Exercise prompt: Print out the full listing below, word for word.
____________________
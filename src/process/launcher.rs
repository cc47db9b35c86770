//! `fork` + `execvp` launcher.
//!
//! Everything the child needs (argv, fd plan, failure messages) is built
//! before `fork`, so the child only makes async-signal-safe calls before
//! its image is replaced.

use std::ffi::CString;
use std::io::{self, Write};
use std::os::fd::RawFd;
use std::os::unix::process::ExitStatusExt;
use std::process::ExitStatus;

use super::ProcessError;

pub type Pid = libc::pid_t;

/// Exit status of a child whose program could not be found.
pub const EXIT_NOT_FOUND: i32 = 127;
/// Exit status of a child whose program exists but is not executable.
pub const EXIT_NOT_EXECUTABLE: i32 = 126;

/// Standard-stream plan applied in the child before `execvp`.
#[derive(Debug, Default, Clone)]
pub struct Redirect {
    pub stdin: Option<RawFd>,
    pub stdout: Option<RawFd>,
    /// Descriptors the child must close first (unused pipe ends).
    pub close: Vec<RawFd>,
}

impl Redirect {
    pub fn inherit() -> Self {
        Self::default()
    }
}

/// NUL-terminated argv built from owned strings.
struct CArgv {
    _strings: Vec<CString>,
    ptrs: Vec<*const libc::c_char>,
}

impl CArgv {
    fn new(args: &[String]) -> Result<Self, ProcessError> {
        let strings = args
            .iter()
            .map(|arg| {
                CString::new(arg.as_bytes())
                    .map_err(|_| ProcessError::InvalidArgument(arg.clone()))
            })
            .collect::<Result<Vec<_>, _>>()?;
        let mut ptrs: Vec<*const libc::c_char> = strings.iter().map(|s| s.as_ptr()).collect();
        ptrs.push(std::ptr::null());
        Ok(Self {
            _strings: strings,
            ptrs,
        })
    }

    fn program(&self) -> *const libc::c_char {
        self.ptrs[0]
    }

    fn as_ptr(&self) -> *const *const libc::c_char {
        self.ptrs.as_ptr()
    }
}

/// Starts `args[0]` with `args[1..]` in a new process and returns its pid
/// without waiting. A program that cannot be executed is reported by the
/// child itself, which then exits with a non-zero status.
pub fn spawn(args: &[String], redirect: &Redirect) -> Result<Pid, ProcessError> {
    let Some(program) = args.first() else {
        return Err(ProcessError::EmptyStage("before"));
    };

    let argv = CArgv::new(args)?;
    let not_found = format!("dropsh: command not found: {}\n", program).into_bytes();
    let denied = format!("dropsh: permission denied: {}\n", program).into_bytes();

    // Buffered parent output must not be reordered after the child's.
    if let Err(e) = io::stdout().flush() {
        tracing::debug!("could not flush stdout before fork: {}", e);
    }

    let pid = unsafe { libc::fork() };
    match pid {
        -1 => Err(ProcessError::Fork(io::Error::last_os_error())),
        0 => unsafe { exec_child(&argv, redirect, &not_found, &denied) },
        pid => {
            tracing::debug!(pid, program = %program, "spawned child");
            Ok(pid)
        }
    }
}

unsafe fn exec_child(argv: &CArgv, redirect: &Redirect, not_found: &[u8], denied: &[u8]) -> ! {
    for &fd in &redirect.close {
        libc::close(fd);
    }
    if let Some(fd) = redirect.stdin {
        libc::dup2(fd, libc::STDIN_FILENO);
        if fd != libc::STDIN_FILENO {
            libc::close(fd);
        }
    }
    if let Some(fd) = redirect.stdout {
        libc::dup2(fd, libc::STDOUT_FILENO);
        if fd != libc::STDOUT_FILENO {
            libc::close(fd);
        }
    }

    // The Rust runtime ignores SIGPIPE and an ignored disposition survives
    // exec; pipeline writers must die when their reader goes away.
    libc::signal(libc::SIGPIPE, libc::SIG_DFL);

    libc::execvp(argv.program(), argv.as_ptr());

    let (message, code) = match io::Error::last_os_error().raw_os_error() {
        Some(libc::EACCES) => (denied, EXIT_NOT_EXECUTABLE),
        _ => (not_found, EXIT_NOT_FOUND),
    };
    libc::write(
        libc::STDERR_FILENO,
        message.as_ptr() as *const libc::c_void,
        message.len(),
    );
    libc::_exit(code)
}

/// Blocks until `pid` terminates. `None` means the child had already been
/// reclaimed elsewhere.
pub fn wait_for(pid: Pid) -> Result<Option<ExitStatus>, ProcessError> {
    let mut status: libc::c_int = 0;
    loop {
        let ret = unsafe { libc::waitpid(pid, &mut status, 0) };
        if ret == pid {
            let status = ExitStatus::from_raw(status);
            tracing::debug!(pid, %status, "child finished");
            return Ok(Some(status));
        }

        let err = io::Error::last_os_error();
        match err.raw_os_error() {
            Some(libc::EINTR) => continue,
            Some(libc::ECHILD) => return Ok(None),
            _ => return Err(ProcessError::Wait(err)),
        }
    }
}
____________________
Answer section:
filename src/process/launcher.rs
repository cc47db9b35c86770
//! `fork` + `execvp` launcher.
//!
//! Everything the child needs (argv, fd plan, failure messages) is built
//! before `fork`, so the child only makes async-signal-safe calls before
//! its image is replaced.

use std::ffi::CString;
use std::io::{self, Write};
use std::os::fd::RawFd;
use std::os::unix::process::ExitStatusExt;
use std::process::ExitStatus;

use super::ProcessError;

pub type Pid = libc::pid_t;

/// Exit status of a child whose program could not be found.
pub const EXIT_NOT_FOUND: i32 = 127;
/// Exit status of a child whose program exists but is not executable.
pub const EXIT_NOT_EXECUTABLE: i32 = 126;

/// Standard-stream plan applied in the child before `execvp`.
#[derive(Debug, Default, Clone)]
pub struct Redirect {
    pub stdin: Option<RawFd>,
    pub stdout: Option<RawFd>,
    /// Descriptors the child must close first (unused pipe ends).
    pub close: Vec<RawFd>,
}

impl Redirect {
    pub fn inherit() -> Self {
        Self::default()
    }
}

/// NUL-terminated argv built from owned strings.
struct CArgv {
    _strings: Vec<CString>,
    ptrs: Vec<*const libc::c_char>,
}

impl CArgv {
    fn new(args: &[String]) -> Result<Self, ProcessError> {
        let strings = args
            .iter()
            .map(|arg| {
                CString::new(arg.as_bytes())
                    .map_err(|_| ProcessError::InvalidArgument(arg.clone()))
            })
            .collect::<Result<Vec<_>, _>>()?;
        let mut ptrs: Vec<*const libc::c_char> = strings.iter().map(|s| s.as_ptr()).collect();
        ptrs.push(std::ptr::null());
        Ok(Self {
            _strings: strings,
            ptrs,
        })
    }

    fn program(&self) -> *const libc::c_char {
        self.ptrs[0]
    }

    fn as_ptr(&self) -> *const *const libc::c_char {
        self.ptrs.as_ptr()
    }
}

/// Starts `args[0]` with `args[1..]` in a new process and returns its pid
/// without waiting. A program that cannot be executed is reported by the
/// child itself, which then exits with a non-zero status.
pub fn spawn(args: &[String], redirect: &Redirect) -> Result<Pid, ProcessError> {
    let Some(program) = args.first() else {
        return Err(ProcessError::EmptyStage("before"));
    };

    let argv = CArgv::new(args)?;
    let not_found = format!("dropsh: command not found: {}\n", program).into_bytes();
    let denied = format!("dropsh: permission denied: {}\n", program).into_bytes();

    // Buffered parent output must not be reordered after the child's.
    if let Err(e) = io::stdout().flush() {
        tracing::debug!("could not flush stdout before fork: {}", e);
    }

    let pid = unsafe { libc::fork() };
    match pid {
        -1 => Err(ProcessError::Fork(io::Error::last_os_error())),
        0 => unsafe { exec_child(&argv, redirect, &not_found, &denied) },
        pid => {
            tracing::debug!(pid, program = %program, "spawned child");
            Ok(pid)
        }
    }
}

unsafe fn exec_child(argv: &CArgv, redirect: &Redirect, not_found: &[u8], denied: &[u8]) -> ! {
    for &fd in &redirect.close {
        libc::close(fd);
    }
    if let Some(fd) = redirect.stdin {
        libc::dup2(fd, libc::STDIN_FILENO);
        if fd != libc::STDIN_FILENO {
            libc::close(fd);
        }
    }
    if let Some(fd) = redirect.stdout {
        libc::dup2(fd, libc::STDOUT_FILENO);
        if fd != libc::STDOUT_FILENO {
            libc::close(fd);
        }
    }

    // The Rust runtime ignores SIGPIPE and an ignored disposition survives
    // exec; pipeline writers must die when their reader goes away.
    libc::signal(libc::SIGPIPE, libc::SIG_DFL);

    libc::execvp(argv.program(), argv.as_ptr());

    let (message, code) = match io::Error::last_os_error().raw_os_error() {
        Some(libc::EACCES) => (denied, EXIT_NOT_EXECUTABLE),
        _ => (not_found, EXIT_NOT_FOUND),
    };
    libc::write(
        libc::STDERR_FILENO,
        message.as_ptr() as *const libc::c_void,
        message.len(),
    );
    libc::_exit(code)
}

/// Blocks until `pid` terminates. `None` means the child had already been
/// reclaimed elsewhere.
pub fn wait_for(pid: Pid) -> Result<Option<ExitStatus>, ProcessError> {
    let mut status: libc::c_int = 0;
    loop {
        let ret = unsafe { libc::waitpid(pid, &mut status, 0) };
        if ret == pid {
            let status = ExitStatus::from_raw(status);
            tracing::debug!(pid, %status, "child finished");
            return Ok(Some(status));
        }

        let err = io::Error::last_os_error();
        match err.raw_os_error() {
            Some(libc::EINTR) => continue,
            Some(libc::ECHILD) => return Ok(None),
            _ => return Err(ProcessError::Wait(err)),
        }
    }
}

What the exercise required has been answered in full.